◆ **RECORDS PROVIDED**:
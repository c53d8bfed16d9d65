use bitflags::bitflags;

bitflags! {
    /// Code elements an annotation may be declared on.
    #[derive(Debug, Clone, Copy, PartialEq, Eq, Hash)]
    pub struct Target: u8 {
        const CLASS = 1;
        const METHOD = 1 << 1;
        const PROPERTY = 1 << 2;
        const ANNOTATION = 1 << 3;
        const FUNCTION = 1 << 4;
        const ALL = Self::CLASS.bits()
            | Self::METHOD.bits()
            | Self::PROPERTY.bits()
            | Self::ANNOTATION.bits()
            | Self::FUNCTION.bits();
    }
}

/// Literal names accepted by `@Target`, in the order they are listed in
/// error messages.
pub const TARGET_LITERALS: [(&str, Target); 6] = [
    ("ALL", Target::ALL),
    ("CLASS", Target::CLASS),
    ("METHOD", Target::METHOD),
    ("PROPERTY", Target::PROPERTY),
    ("FUNCTION", Target::FUNCTION),
    ("ANNOTATION", Target::ANNOTATION),
];

impl Target {
    pub fn from_literal(literal: &str) -> Option<Target> {
        TARGET_LITERALS
            .iter()
            .find(|(name, _)| *name == literal)
            .map(|(_, target)| *target)
    }

    /// `ALL, CLASS, METHOD, ...` as listed in "Available targets" messages.
    pub fn available_literals() -> String {
        TARGET_LITERALS
            .iter()
            .map(|(name, _)| *name)
            .collect::<Vec<_>>()
            .join(", ")
    }
}
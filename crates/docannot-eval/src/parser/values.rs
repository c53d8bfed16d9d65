use docannot_syntax::{
    AnnotationError, AnnotationResult, ArrayKey, ArrayValue, SemanticKind, TokenKind, Value,
};

use super::Session;
use crate::checker::Arguments;
use crate::resolver;

/// A single argument of a method call.
enum Argument {
    Positional(Value),
    Named(String, Value),
}

const ASSIGNMENT: [TokenKind; 2] = [TokenKind::Equals, TokenKind::Colon];

fn parse_integer(literal: &str) -> i64 {
    literal.parse::<i64>().unwrap_or(if literal.starts_with('-') {
        i64::MIN
    } else {
        i64::MAX
    })
}

fn parse_float(literal: &str) -> f64 {
    literal.parse::<f64>().unwrap_or(0.0)
}

impl Session<'_, '_> {
    /// MethodCall ::= ["(" [Values] ")"]
    pub(super) fn method_call(&mut self) -> AnnotationResult<Arguments> {
        if !self.lexer.is_next_token(TokenKind::OpenParen) {
            return Ok(Arguments::default());
        }
        self.match_token(TokenKind::OpenParen)?;

        let mut arguments = Arguments::default();
        if !self.lexer.is_next_token(TokenKind::CloseParen) {
            arguments = self.values()?;
        }

        self.match_token(TokenKind::CloseParen)?;
        Ok(arguments)
    }

    /// Values ::= Value {"," Value}* [","]
    fn values(&mut self) -> AnnotationResult<Arguments> {
        let mut list = vec![self.value()?];

        while self.lexer.is_next_token(TokenKind::Comma) {
            self.match_token(TokenKind::Comma)?;
            if self.lexer.is_next_token(TokenKind::CloseParen) {
                break;
            }
            list.push(self.value()?);
        }

        let mut arguments = Arguments::default();
        for (index, argument) in list.into_iter().enumerate() {
            match argument {
                Argument::Positional(value) => arguments.positional.push((index, value)),
                Argument::Named(name, value) => {
                    arguments.named.insert(name, value);
                }
            }
        }
        Ok(arguments)
    }

    /// Value ::= PlainValue | FieldAssignment
    fn value(&mut self) -> AnnotationResult<Argument> {
        let assignment = self
            .lexer
            .glimpse()
            .is_some_and(|next| ASSIGNMENT.contains(&next.kind));
        if assignment {
            return self.field_assignment();
        }
        Ok(Argument::Positional(self.plain_value()?))
    }

    /// FieldAssignment ::= identifier ("=" | ":") PlainValue
    fn field_assignment(&mut self) -> AnnotationResult<Argument> {
        self.match_token(TokenKind::Identifier)?;
        let name = self.token_value();
        self.match_any(&ASSIGNMENT)?;
        Ok(Argument::Named(name, self.plain_value()?))
    }

    /// PlainValue ::= integer | string | float | boolean | null | Array
    ///              | Annotation | Constant
    fn plain_value(&mut self) -> AnnotationResult<Value> {
        if self.lexer.is_next_token(TokenKind::OpenCurly) {
            return Ok(Value::Array(self.array()?));
        }
        if self.lexer.is_next_token(TokenKind::At) {
            // a skipped nested annotation still occupies its slot
            return Ok(match self.annotation(true)? {
                Some(annotation) => Value::Annotation(annotation),
                None => Value::Bool(false),
            });
        }
        if self.lexer.is_next_token(TokenKind::Identifier) {
            return self.constant();
        }

        let Some(kind) = self.lexer.lookahead().map(|t| t.kind) else {
            return Err(self.syntax_error("PlainValue"));
        };
        match kind {
            TokenKind::String => {
                self.match_token(TokenKind::String)?;
                Ok(Value::String(self.token_value()))
            }
            TokenKind::Integer => {
                self.match_token(TokenKind::Integer)?;
                Ok(Value::Integer(parse_integer(&self.token_value())))
            }
            TokenKind::Float => {
                self.match_token(TokenKind::Float)?;
                Ok(Value::Float(parse_float(&self.token_value())))
            }
            TokenKind::True => {
                self.match_token(TokenKind::True)?;
                Ok(Value::Bool(true))
            }
            TokenKind::False => {
                self.match_token(TokenKind::False)?;
                Ok(Value::Bool(false))
            }
            TokenKind::Null => {
                self.match_token(TokenKind::Null)?;
                Ok(Value::Null)
            }
            TokenKind::Minus => {
                self.match_token(TokenKind::Minus)?;
                self.match_any(&[TokenKind::Integer, TokenKind::Float])?;
                let literal = self.token_value();
                match self.lexer.token().map(|t| t.kind) {
                    Some(TokenKind::Float) => Ok(Value::Float(-parse_float(&literal))),
                    _ => Ok(Value::Integer(
                        parse_integer(&literal).checked_neg().unwrap_or(i64::MAX),
                    )),
                }
            }
            _ => Err(self.syntax_error("PlainValue")),
        }
    }

    /// Array ::= "{" ArrayEntry {"," ArrayEntry}* [","] "}"
    fn array(&mut self) -> AnnotationResult<ArrayValue> {
        self.enter()?;
        let result = self.array_body();
        self.leave();
        result
    }

    fn array_body(&mut self) -> AnnotationResult<ArrayValue> {
        self.match_token(TokenKind::OpenCurly)?;

        let mut array = ArrayValue::new();
        if self.lexer.is_next_token(TokenKind::CloseCurly) {
            self.match_token(TokenKind::CloseCurly)?;
            return Ok(array);
        }

        let mut entries = vec![self.array_entry()?];
        while self.lexer.is_next_token(TokenKind::Comma) {
            self.match_token(TokenKind::Comma)?;
            if self.lexer.is_next_token(TokenKind::CloseCurly) {
                break;
            }
            entries.push(self.array_entry()?);
        }
        self.match_token(TokenKind::CloseCurly)?;

        for (key, value) in entries {
            match key {
                Some(key) => array.insert(key, value),
                None => array.push(value),
            }
        }
        Ok(array)
    }

    /// ArrayEntry ::= Value | KeyValuePair
    /// KeyValuePair ::= (identifier | string | integer | Constant) ("=" | ":") PlainValue
    fn array_entry(&mut self) -> AnnotationResult<(Option<ArrayKey>, Value)> {
        let keyed = self
            .lexer
            .glimpse()
            .is_some_and(|next| ASSIGNMENT.contains(&next.kind));

        if !keyed {
            return Ok((None, self.plain_value()?));
        }

        let key = if self.lexer.is_next_token(TokenKind::Identifier) {
            match self.constant()? {
                Value::Integer(n) => ArrayKey::Int(n),
                other => ArrayKey::Str(other.render_plain()),
            }
        } else {
            self.match_any(&[TokenKind::Integer, TokenKind::String])?;
            let literal = self.token_value();
            match self.lexer.token().map(|t| t.kind) {
                Some(TokenKind::Integer) => ArrayKey::Int(parse_integer(&literal)),
                _ => ArrayKey::Str(literal),
            }
        };

        self.match_any(&ASSIGNMENT)?;
        Ok((Some(key), self.plain_value()?))
    }

    /// Constant ::= identifier | class constant | class name via `::class`
    fn constant(&mut self) -> AnnotationResult<Value> {
        let identifier = self.identifier()?;
        let registry = self.registry();

        let identifier = resolver::qualify_class_constant(
            &identifier,
            self.ctx,
            |name| registry.constant(name).is_some(),
            |name| self.type_exists(name),
        );

        if let Some(class) = strip_class_suffix(&identifier) {
            return Ok(Value::String(class.trim_start_matches('\\').to_string()));
        }

        registry
            .constant(identifier.trim_start_matches('\\'))
            .ok_or_else(|| {
                let description = self.ctx.description();
                let suffix = if description.is_empty() {
                    String::new()
                } else {
                    format!(", {}", description)
                };
                AnnotationError::semantical(
                    SemanticKind::Constant,
                    format!("Couldn't find constant {}{}.", identifier, suffix),
                    description,
                )
            })
    }
}

/// `Foo::class` (any case) → `Foo`.
fn strip_class_suffix(identifier: &str) -> Option<&str> {
    const SUFFIX: &str = "::class";
    let split = identifier.len().checked_sub(SUFFIX.len())?;
    let suffix = identifier.get(split..)?;
    if suffix.eq_ignore_ascii_case(SUFFIX) {
        identifier.get(..split)
    } else {
        None
    }
}
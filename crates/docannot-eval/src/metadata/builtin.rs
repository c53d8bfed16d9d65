//! Meta-annotations read from annotation type documentation.
//!
//! `@Target`, `@Attributes`/`@Attribute`, `@Enum` and
//! `@NamedArgumentConstructor` are parsed with the regular [`DocParser`],
//! but against a [`MetaRegistry`] that only knows these five types and a
//! cache that already holds their metadata. Collecting metadata for a meta
//! type therefore never recurses.

use anyhow::{anyhow, bail};
use docannot_syntax::{
    Annotation, AnnotationError, AnnotationResult, ArrayKey, ArrayValue, Fields, Value,
};
use once_cell::sync::Lazy;

use super::{AttributeType, MetadataCache, TypeMetadata, ValueKind};
use crate::context::{ImportTable, ParserContext};
use crate::parser::DocParser;
use crate::registry::{ConstructorArgs, TypeDescriptor, TypeRegistry, same_type};
use crate::target::Target;

pub const TARGET_TYPE: &str = "Annotation\\Target";
pub const ENUM_TYPE: &str = "Annotation\\Enum";
pub const ATTRIBUTE_TYPE: &str = "Annotation\\Attribute";
pub const ATTRIBUTES_TYPE: &str = "Annotation\\Attributes";
pub const NAMED_ARGUMENT_CONSTRUCTOR_TYPE: &str = "Annotation\\NamedArgumentConstructor";

const META_TYPES: [&str; 5] = [
    TARGET_TYPE,
    ENUM_TYPE,
    ATTRIBUTE_TYPE,
    ATTRIBUTES_TYPE,
    NAMED_ARGUMENT_CONSTRUCTOR_TYPE,
];

fn attribute(kind: ValueKind, element: Option<ValueKind>, declared: &str, required: bool) -> AttributeType {
    AttributeType {
        kind,
        element,
        declared: declared.to_string(),
        required,
    }
}

fn meta_metadata(targets: Target, literal: &str) -> TypeMetadata {
    TypeMetadata {
        is_annotation: true,
        targets,
        targets_literal: literal.to_string(),
        ..TypeMetadata::default()
    }
}

static BUILTIN_METADATA: Lazy<MetadataCache> = Lazy::new(|| {
    let cache = MetadataCache::new();

    // `value` is checked by `build_target`.
    let mut target = meta_metadata(Target::CLASS, "CLASS");
    target.has_constructor = true;
    target.default_property = Some("value".to_string());
    cache.insert(TARGET_TYPE, target);

    let mut attr = meta_metadata(Target::ANNOTATION, "ANNOTATION");
    attr.default_property = Some("name".to_string());
    attr.properties = vec!["name".into(), "type".into(), "required".into()];
    attr.set_attribute_type("name", attribute(ValueKind::String, None, "string", true));
    attr.set_attribute_type("type", attribute(ValueKind::String, None, "string", true));
    attr.set_attribute_type("required", attribute(ValueKind::Boolean, None, "boolean", false));
    cache.insert(ATTRIBUTE_TYPE, attr);

    let mut attrs = meta_metadata(Target::CLASS, "CLASS");
    attrs.default_property = Some("value".to_string());
    attrs.properties = vec!["value".into()];
    attrs.set_attribute_type(
        "value",
        attribute(
            ValueKind::Array,
            Some(ValueKind::Type(ATTRIBUTE_TYPE.to_string())),
            "array<Annotation\\Attribute>",
            true,
        ),
    );
    cache.insert(ATTRIBUTES_TYPE, attrs);

    let mut enumeration = meta_metadata(Target::PROPERTY, "PROPERTY");
    enumeration.has_constructor = true;
    enumeration.default_property = Some("value".to_string());
    enumeration.properties = vec!["value".into()];
    enumeration.set_attribute_type("value", attribute(ValueKind::Array, None, "array", true));
    enumeration.set_attribute_type("literal", attribute(ValueKind::Array, None, "array", false));
    cache.insert(ENUM_TYPE, enumeration);

    cache.insert(
        NAMED_ARGUMENT_CONSTRUCTOR_TYPE,
        meta_metadata(Target::CLASS, "CLASS"),
    );

    cache
});

/// Registry seen by the meta parser: the five meta types, with constants
/// delegated to the host.
pub(crate) struct MetaRegistry<'h> {
    host: &'h dyn TypeRegistry,
}

impl<'h> MetaRegistry<'h> {
    pub(crate) fn new(host: &'h dyn TypeRegistry) -> Self {
        Self { host }
    }
}

fn canonical(name: &str) -> Option<&'static str> {
    META_TYPES.into_iter().find(|meta| same_type(meta, name))
}

impl TypeRegistry for MetaRegistry<'_> {
    fn exists(&self, name: &str) -> bool {
        canonical(name).is_some()
    }

    // Metadata for meta types is pre-seeded, so nothing asks for it.
    fn describe(&self, _name: &str) -> Option<TypeDescriptor> {
        None
    }

    fn constant(&self, name: &str) -> Option<Value> {
        self.host.constant(name)
    }

    fn instantiate(&self, name: &str, args: ConstructorArgs) -> anyhow::Result<Annotation> {
        let name = canonical(name).ok_or_else(|| anyhow!("unknown meta annotation {}", name))?;
        match (name, args) {
            (TARGET_TYPE, ConstructorArgs::Values(values)) => build_target(values),
            (ENUM_TYPE, ConstructorArgs::Values(values)) => build_enum(values),
            (ATTRIBUTE_TYPE, ConstructorArgs::Empty) => Ok(Annotation::new(ATTRIBUTE_TYPE)
                .with_property("name", Value::Null)
                .with_property("type", Value::Null)
                .with_property("required", Value::Bool(false))),
            (ATTRIBUTES_TYPE, ConstructorArgs::Empty) => {
                Ok(Annotation::new(ATTRIBUTES_TYPE).with_property("value", Value::Null))
            }
            (NAMED_ARGUMENT_CONSTRUCTOR_TYPE, ConstructorArgs::Empty) => {
                Ok(Annotation::new(NAMED_ARGUMENT_CONSTRUCTOR_TYPE))
            }
            (name, args) => bail!("{} cannot be built from {:?}", name, args),
        }
    }
}

fn type_of(value: &Value) -> String {
    match value {
        Value::Annotation(instance) => instance.type_name().to_string(),
        other => other.kind_label().to_string(),
    }
}

fn build_target(values: Fields) -> anyhow::Result<Annotation> {
    let value = values.get("value").cloned().unwrap_or(Value::Null);
    let literals: Vec<String> = match &value {
        Value::String(literal) => vec![literal.clone()],
        Value::Array(items) => items.values().map(Value::render_plain).collect(),
        other => bail!(
            "@Target expects either a string value, or an array of strings, \"{}\" given.",
            type_of(other)
        ),
    };

    let mut targets = Target::empty();
    for literal in &literals {
        match Target::from_literal(literal) {
            Some(bits) => targets |= bits,
            None => bail!(
                "Invalid Target \"{}\". Available targets: [{}]",
                literal,
                Target::available_literals()
            ),
        }
    }

    Ok(Annotation::new(TARGET_TYPE)
        .with_property("value", value)
        .with_property("targets", Value::Integer(i64::from(targets.bits())))
        .with_property("literal", Value::String(literals.join(", "))))
}

fn build_enum(values: Fields) -> anyhow::Result<Annotation> {
    let enumerators = match values.get("value") {
        Some(Value::Array(items)) => items.clone(),
        _ => ArrayValue::new(),
    };
    let literal = match values.get("literal") {
        Some(Value::Array(items)) => items.clone(),
        _ => ArrayValue::new(),
    };

    for value in enumerators.values() {
        if !value.is_scalar() {
            bail!("@Enum supports only scalar values \"{}\" given.", type_of(value));
        }
    }

    for (key, label) in literal.iter() {
        let key_value = match key {
            ArrayKey::Int(n) => Value::Integer(*n),
            ArrayKey::Str(s) => Value::String(s.clone()),
        };
        if !enumerators.contains_value(&key_value) {
            bail!(
                "Undefined enumerator value \"{}\" for literal \"{}\".",
                key,
                label.render_plain()
            );
        }
    }

    Ok(Annotation::new(ENUM_TYPE)
        .with_property("value", Value::Array(enumerators))
        .with_property("literal", Value::Array(literal)))
}

/// Parses the meta-annotations in the documentation of an annotation type
/// or one of its fields.
pub(crate) fn parse_meta(
    doc: &str,
    description: &str,
    target: Target,
    host: &dyn TypeRegistry,
) -> AnnotationResult<Vec<Annotation>> {
    let imports = ImportTable::new()
        .with("enum", ENUM_TYPE)
        .with("target", TARGET_TYPE)
        .with("attribute", ATTRIBUTE_TYPE)
        .with("attributes", ATTRIBUTES_TYPE)
        .with("namedargumentconstructor", NAMED_ARGUMENT_CONSTRUCTOR_TYPE);

    let ctx = ParserContext::new(description)
        .with_target(target)
        .ignore_not_imported(true)
        .with_imports(imports)
        .map_err(|err| AnnotationError::creation(err.to_string(), description))?;

    let registry = MetaRegistry::new(host);
    DocParser::new(&registry, &BUILTIN_METADATA).parse(doc, &ctx)
}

◆ **WHAT THE TASK ASKS**:
Write out, from the lines above, only those from the line with "self.match_token(TokenKind::Minus)?;" to the line with "Value | KeyValuePair", exactly as given, including the first and the last.

◆ **RESULT OF THE EXERCISE**:
                self.match_token(TokenKind::Minus)?;
                self.match_any(&[TokenKind::Integer, TokenKind::Float])?;
                let literal = self.token_value();
                match self.lexer.token().map(|t| t.kind) {
                    Some(TokenKind::Float) => Ok(Value::Float(-parse_float(&literal))),
                    _ => Ok(Value::Integer(
                        parse_integer(&literal).checked_neg().unwrap_or(i64::MAX),
                    )),
                }
            }
            _ => Err(self.syntax_error("PlainValue")),
        }
    }

    /// Array ::= "{" ArrayEntry {"," ArrayEntry}* [","] "}"
    fn array(&mut self) -> AnnotationResult<ArrayValue> {
        self.enter()?;
        let result = self.array_body();
        self.leave();
        result
    }

    fn array_body(&mut self) -> AnnotationResult<ArrayValue> {
        self.match_token(TokenKind::OpenCurly)?;

        let mut array = ArrayValue::new();
        if self.lexer.is_next_token(TokenKind::CloseCurly) {
            self.match_token(TokenKind::CloseCurly)?;
            return Ok(array);
        }

        let mut entries = vec![self.array_entry()?];
        while self.lexer.is_next_token(TokenKind::Comma) {
            self.match_token(TokenKind::Comma)?;
            if self.lexer.is_next_token(TokenKind::CloseCurly) {
                break;
            }
            entries.push(self.array_entry()?);
        }
        self.match_token(TokenKind::CloseCurly)?;

        for (key, value) in entries {
            match key {
                Some(key) => array.insert(key, value),
                None => array.push(value),
            }
        }
        Ok(array)
    }

    /// ArrayEntry ::= Value | KeyValuePair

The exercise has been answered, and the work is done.